Reducing greenhouse gas emissions and managing energy use can have many benefits: besides reducing carbon pollution, it may also help tribal efforts to improve air quality and public health, reduce energy costs, and increase economic and workforce development opportunities.
Tribal communities can reduce greenhouse gas emissions through energy efficiency, residential energy efficiency, utility programs, land use planning, renewable energy, transportation, water/wastewater, and waste and materials management. Tribal communities can also use climate and energy information and tools to address other specific tribal community needs, policies, and programs.
Tribes who want to develop climate change mitigation projects can find information on Northern Arizona University's Climate Change and Tribes website Exit. EPA's Local Climate and Energy Program Local Climate Action Framework can also be adapted to fit tribal communities' project planning needs.
Tribes and state and local governments can collaborate on developing mutually beneficial climate and energy projects. Tribal communities can contribute perspectives in discussions at the state, local, and national levels that will increase the possibility of cohesive regional solutions to reducing greenhouse gas emissions. Tribal communities may also seek to partner with national tribal and regional organizations Exit for funding and project development opportunities.
Tribal nations may require funding Exit to plan and implement climate and energy projects.
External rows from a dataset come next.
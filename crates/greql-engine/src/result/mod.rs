//! Search results.
//!
//! - [`Path`] - a single walk
//! - [`PathSystem`] - all matching paths from one root, as a tree
//! - [`Slice`] - all matching paths from several roots, as a DAG
//!
//! Path systems and slices are built after the search from backward parent
//! links; paths are extracted from them on demand.

mod path;
mod path_system;
mod slice;

pub use path::Path;
pub use path_system::{PathSystem, PathSystemEntry};
pub use slice::{Slice, SliceNode, SliceParent};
Communities can research opportunities for funding from state and local governments, tribal regional and national organizations, and federal entities.
In this archived webinar, learn how Gila River Indian Community and Choctaw Nation are reducing greenhouse gas emissions through recycling and energy efficiency audits, and learn how the Oneida Nation of Wisconsin is integrating climate change considerations into its overall decision-making and in its water management programs.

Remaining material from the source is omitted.